An important consequence of this is that the DefaultLineBreaker class, which is intended to be reused by BrailleTranslator implementations, needs to be extended. The way it currently works is that first all possible break opportunities are inserted in the input text as soft hyphens and zero width spaces, in a next step it is fully translated and only then it is passed to the DefaultLineBreaker which does the white space processing and the actual line breaking. This of course doesn't work with non-standard hyphenation. Somehow everything needs to be done simultaneously which makes things much more complicated.

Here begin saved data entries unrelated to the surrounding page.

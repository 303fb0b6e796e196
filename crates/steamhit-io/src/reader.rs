//! CSV reader for store-listing datasets.

use std::path::{Path, PathBuf};

use csv::StringRecord;
use tracing::{debug, info, instrument};

use crate::DataError;
use crate::domain::{Dataset, GameRecord};

/// Columns every dataset file must carry.
pub const REQUIRED_COLUMNS: [&str; 9] = [
    "title",
    "price_final",
    "discount",
    "positive_ratio",
    "user_reviews",
    "win",
    "mac",
    "linux",
    "steam_deck",
];

/// Header positions of the columns a [`GameRecord`] is built from.
struct ColumnMap {
    title: usize,
    price_final: usize,
    discount: usize,
    positive_ratio: usize,
    user_reviews: usize,
    win: usize,
    mac: usize,
    linux: usize,
    steam_deck: usize,
    app_id: Option<usize>,
    rating: Option<usize>,
    year: Option<usize>,
    date_release: Option<usize>,
}

impl ColumnMap {
    fn from_header(header: &StringRecord, path: &Path) -> Result<Self, DataError> {
        let find = |name: &str| header.iter().position(|h| h.trim() == name);

        let missing: Vec<&'static str> = REQUIRED_COLUMNS
            .iter()
            .copied()
            .filter(|name| find(name).is_none())
            .collect();
        if !missing.is_empty() {
            return Err(DataError::MissingColumns {
                path: path.to_path_buf(),
                missing,
            });
        }

        // All required lookups succeeded above.
        let required = |name: &str| find(name).unwrap_or_default();
        Ok(Self {
            title: required("title"),
            price_final: required("price_final"),
            discount: required("discount"),
            positive_ratio: required("positive_ratio"),
            user_reviews: required("user_reviews"),
            win: required("win"),
            mac: required("mac"),
            linux: required("linux"),
            steam_deck: required("steam_deck"),
            app_id: find("app_id"),
            rating: find("rating"),
            year: find("year"),
            date_release: find("date_release"),
        })
    }

    fn record(&self, row: usize, cells: &StringRecord) -> GameRecord {
        let cell = |i: usize| cells.get(i).unwrap_or("");
        let optional = |i: Option<usize>| i.map(cell);

        let year = optional(self.year)
            .and_then(parse_year)
            .or_else(|| optional(self.date_release).and_then(parse_year));
        let rating = optional(self.rating)
            .map(str::trim)
            .filter(|r| !r.is_empty())
            .map(String::from);

        GameRecord::new(cell(self.title).trim())
            .with_row(row)
            .with_app_id(optional(self.app_id).and_then(parse_count))
            .with_price_final(parse_decimal(cell(self.price_final)))
            .with_discount(parse_decimal(cell(self.discount)))
            .with_platforms(
                parse_flag(cell(self.win)),
                parse_flag(cell(self.mac)),
                parse_flag(cell(self.linux)),
            )
            .with_steam_deck(parse_flag(cell(self.steam_deck)))
            .with_positive_ratio(parse_decimal(cell(self.positive_ratio)))
            .with_user_reviews(parse_count(cell(self.user_reviews)))
            .with_rating(rating)
            .with_year(year)
    }
}

/// Finite decimal, or `None` for empty, unparseable, NaN or infinite cells.
fn parse_decimal(raw: &str) -> Option<f64> {
    raw.trim().parse::<f64>().ok().filter(|v| v.is_finite())
}

/// Non-negative integer. Integral decimals such as `1200.0` are accepted.
fn parse_count(raw: &str) -> Option<u64> {
    let raw = raw.trim();
    raw.parse::<u64>().ok().or_else(|| {
        parse_decimal(raw)
            .filter(|v| *v >= 0.0 && v.fract() == 0.0 && *v <= u64::MAX as f64)
            .map(|v| v as u64)
    })
}

/// `true`/`false`/`1`/`0`, case-insensitive.
fn parse_flag(raw: &str) -> Option<bool> {
    match raw.trim().to_ascii_lowercase().as_str() {
        "true" | "1" | "1.0" => Some(true),
        "false" | "0" | "0.0" => Some(false),
        _ => None,
    }
}

/// A bare year, or the leading year of an ISO date (`2008-11-21`).
fn parse_year(raw: &str) -> Option<i32> {
    let raw = raw.trim();
    raw.parse::<i32>()
        .ok()
        .or_else(|| raw.get(..4).and_then(|y| y.parse::<i32>().ok()))
}

/// Reads a store-listing dataset from a CSV file.
///
/// Expected CSV format:
/// - Header row required, naming at least [`REQUIRED_COLUMNS`] in any order
/// - Optional `app_id`, `rating`, `year` (or `date_release`) columns
/// - Extra columns are ignored
///
/// Cells that are empty or fail to parse load as absent values; the file
/// only fails as a whole for structural problems.
///
/// # Errors
///
/// | Variant | Condition |
/// |---|---|
/// | [`DataError::FileNotFound`] | File doesn't exist or is unreadable |
/// | [`DataError::CsvParse`] | Malformed CSV record |
/// | [`DataError::MissingColumns`] | Header lacks a required column |
/// | [`DataError::InconsistentRowLength`] | Row has different column count than header |
/// | [`DataError::EmptyDataset`] | Zero data rows after header |
pub struct DatasetReader {
    path: PathBuf,
}

impl DatasetReader {
    /// Create a new reader for the given CSV file path.
    pub fn new(path: &Path) -> Self {
        Self {
            path: path.to_path_buf(),
        }
    }

    /// Read and validate the CSV file, returning a [`Dataset`].
    #[instrument(skip(self), fields(path = %self.path.display()))]
    pub fn read(&self) -> Result<Dataset, DataError> {
        let file = std::fs::File::open(&self.path).map_err(|e| DataError::FileNotFound {
            path: self.path.clone(),
            source: e,
        })?;

        // flexible(true) so that short rows surface as InconsistentRowLength
        // instead of a low-level CsvParse error.
        let mut rdr = csv::ReaderBuilder::new()
            .has_headers(true)
            .flexible(true)
            .from_reader(file);

        let header = rdr.headers().map_err(|e| self.csv_error(e))?.clone();
        let expected_cols = header.len();
        let columns = ColumnMap::from_header(&header, &self.path)?;
        debug!(expected_cols, "read CSV header");

        let mut records = Vec::new();
        for (row_index, result) in rdr.records().enumerate() {
            let cells = result.map_err(|e| self.csv_error(e))?;
            if cells.len() != expected_cols {
                return Err(DataError::InconsistentRowLength {
                    path: self.path.clone(),
                    row_index,
                    expected: expected_cols,
                    got: cells.len(),
                });
            }
            records.push(columns.record(row_index, &cells));
        }

        if records.is_empty() {
            return Err(DataError::EmptyDataset {
                path: self.path.clone(),
            });
        }

        info!(n_records = records.len(), "dataset loaded");
        Ok(Dataset::new(records))
    }

    fn csv_error(&self, e: csv::Error) -> DataError {
        DataError::CsvParse {
            path: self.path.clone(),
            offset: e.position().map_or(0, |p| p.byte()),
            source: e,
        }
    }
}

So Ammar what I had in mind for you is that you write a proof-of-concept BrailleTranslator that uses my newly proposed Hyphenator interface to perform the hyphenation. I will set up some unit tests you can use as guidance.

But first I should ask: what do you think of my approach? Does it makes some sense? Does it have any flaws in it or do you have some other ideas?

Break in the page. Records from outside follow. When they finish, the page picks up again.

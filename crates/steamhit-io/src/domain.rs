//! Game records and the in-memory dataset.

use std::collections::HashSet;

/// One row of the store-listing dataset.
///
/// Numeric and boolean cells that were empty or unparseable are stored as
/// `None`; whether that matters is decided by whoever consumes the record.
#[derive(Debug, Clone, PartialEq)]
pub struct GameRecord {
    row: usize,
    title: String,
    app_id: Option<u64>,
    price_final: Option<f64>,
    discount: Option<f64>,
    win: Option<bool>,
    mac: Option<bool>,
    linux: Option<bool>,
    steam_deck: Option<bool>,
    positive_ratio: Option<f64>,
    user_reviews: Option<u64>,
    rating: Option<String>,
    year: Option<i32>,
}

impl GameRecord {
    /// Create a record with only a title; every other field is absent.
    pub fn new(title: impl Into<String>) -> Self {
        Self {
            row: 0,
            title: title.into(),
            app_id: None,
            price_final: None,
            discount: None,
            win: None,
            mac: None,
            linux: None,
            steam_deck: None,
            positive_ratio: None,
            user_reviews: None,
            rating: None,
            year: None,
        }
    }

    /// Set the zero-based data row this record came from.
    #[must_use]
    pub fn with_row(mut self, row: usize) -> Self {
        self.row = row;
        self
    }

    /// Set the store application id.
    #[must_use]
    pub fn with_app_id(mut self, app_id: Option<u64>) -> Self {
        self.app_id = app_id;
        self
    }

    /// Set the final (post-discount) price.
    #[must_use]
    pub fn with_price_final(mut self, price: Option<f64>) -> Self {
        self.price_final = price;
        self
    }

    /// Set the discount percentage.
    #[must_use]
    pub fn with_discount(mut self, discount: Option<f64>) -> Self {
        self.discount = discount;
        self
    }

    /// Set the Windows/macOS/Linux support flags.
    #[must_use]
    pub fn with_platforms(mut self, win: Option<bool>, mac: Option<bool>, linux: Option<bool>) -> Self {
        self.win = win;
        self.mac = mac;
        self.linux = linux;
        self
    }

    /// Set the Steam Deck support flag.
    #[must_use]
    pub fn with_steam_deck(mut self, steam_deck: Option<bool>) -> Self {
        self.steam_deck = steam_deck;
        self
    }

    /// Set the positive review percentage.
    #[must_use]
    pub fn with_positive_ratio(mut self, ratio: Option<f64>) -> Self {
        self.positive_ratio = ratio;
        self
    }

    /// Set the review count.
    #[must_use]
    pub fn with_user_reviews(mut self, reviews: Option<u64>) -> Self {
        self.user_reviews = reviews;
        self
    }

    /// Set the store's rating label.
    #[must_use]
    pub fn with_rating(mut self, rating: Option<String>) -> Self {
        self.rating = rating;
        self
    }

    /// Set the release year.
    #[must_use]
    pub fn with_year(mut self, year: Option<i32>) -> Self {
        self.year = year;
        self
    }

    /// Zero-based data row (header excluded).
    #[must_use]
    pub fn row(&self) -> usize {
        self.row
    }

    /// Listing title.
    #[must_use]
    pub fn title(&self) -> &str {
        &self.title
    }

    /// Store application id.
    #[must_use]
    pub fn app_id(&self) -> Option<u64> {
        self.app_id
    }

    /// Final price after discount.
    #[must_use]
    pub fn price_final(&self) -> Option<f64> {
        self.price_final
    }

    /// Discount percentage.
    #[must_use]
    pub fn discount(&self) -> Option<f64> {
        self.discount
    }

    /// Windows support.
    #[must_use]
    pub fn win(&self) -> Option<bool> {
        self.win
    }

    /// macOS support.
    #[must_use]
    pub fn mac(&self) -> Option<bool> {
        self.mac
    }

    /// Linux support.
    #[must_use]
    pub fn linux(&self) -> Option<bool> {
        self.linux
    }

    /// Steam Deck support.
    #[must_use]
    pub fn steam_deck(&self) -> Option<bool> {
        self.steam_deck
    }

    /// Positive review percentage.
    #[must_use]
    pub fn positive_ratio(&self) -> Option<f64> {
        self.positive_ratio
    }

    /// Number of user reviews.
    #[must_use]
    pub fn user_reviews(&self) -> Option<u64> {
        self.user_reviews
    }

    /// Store rating label, e.g. "Very Positive".
    #[must_use]
    pub fn rating(&self) -> Option<&str> {
        self.rating.as_deref()
    }

    /// Release year.
    #[must_use]
    pub fn year(&self) -> Option<i32> {
        self.year
    }
}

/// An ordered, read-only collection of game records.
#[derive(Debug, Clone)]
pub struct Dataset {
    records: Vec<GameRecord>,
}

impl Dataset {
    /// Wrap records in load order.
    #[must_use]
    pub fn new(records: Vec<GameRecord>) -> Self {
        Self { records }
    }

    /// Return all records.
    #[must_use]
    pub fn records(&self) -> &[GameRecord] {
        &self.records
    }

    /// Number of records.
    #[must_use]
    pub fn len(&self) -> usize {
        self.records.len()
    }

    /// Whether the dataset has no records.
    #[must_use]
    pub fn is_empty(&self) -> bool {
        self.records.is_empty()
    }

    /// First record with exactly this title. Titles are not unique.
    #[must_use]
    pub fn find_by_title(&self, title: &str) -> Option<&GameRecord> {
        self.records.iter().find(|r| r.title == title)
    }

    /// Distinct titles in order of first appearance.
    #[must_use]
    pub fn unique_titles(&self) -> Vec<&str> {
        let mut seen = HashSet::new();
        self.records
            .iter()
            .map(GameRecord::title)
            .filter(|t| seen.insert(*t))
            .collect()
    }
}

#[cfg(test)]
mod tests {
    use super::*;

    fn dataset() -> Dataset {
        Dataset::new(vec![
            GameRecord::new("Portal").with_row(0).with_user_reviews(Some(10)),
            GameRecord::new("Doom").with_row(1),
            GameRecord::new("Portal").with_row(2).with_user_reviews(Some(20)),
        ])
    }

    #[test]
    fn find_by_title_returns_first_match() {
        let ds = dataset();
        let rec = ds.find_by_title("Portal").unwrap();
        assert_eq!(rec.row(), 0);
        assert_eq!(rec.user_reviews(), Some(10));
        assert!(ds.find_by_title("Quake").is_none());
    }

    #[test]
    fn unique_titles_keep_first_appearance_order() {
        assert_eq!(dataset().unique_titles(), vec!["Portal", "Doom"]);
    }

    #[test]
    fn new_record_has_no_values() {
        let rec = GameRecord::new("Blank");
        assert_eq!(rec.title(), "Blank");
        assert!(rec.price_final().is_none());
        assert!(rec.win().is_none());
        assert!(rec.rating().is_none());
    }
}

Also before we continue I'd like to look at what Joel has already done w.r.t. non-standard hyphenation in Dotify. @joeha480 Could you give me a pointer? I've looked but can't find it.

usama49 commented 8 years ago

@bertfrees Hi, I agree with your approach. Please add some tests.

bertfrees commented 8 years ago

OK I've added a little test. Note that it is only intended to clarify the chosen approach, so you know where to start. I can add some more tests if things need to be clarified more.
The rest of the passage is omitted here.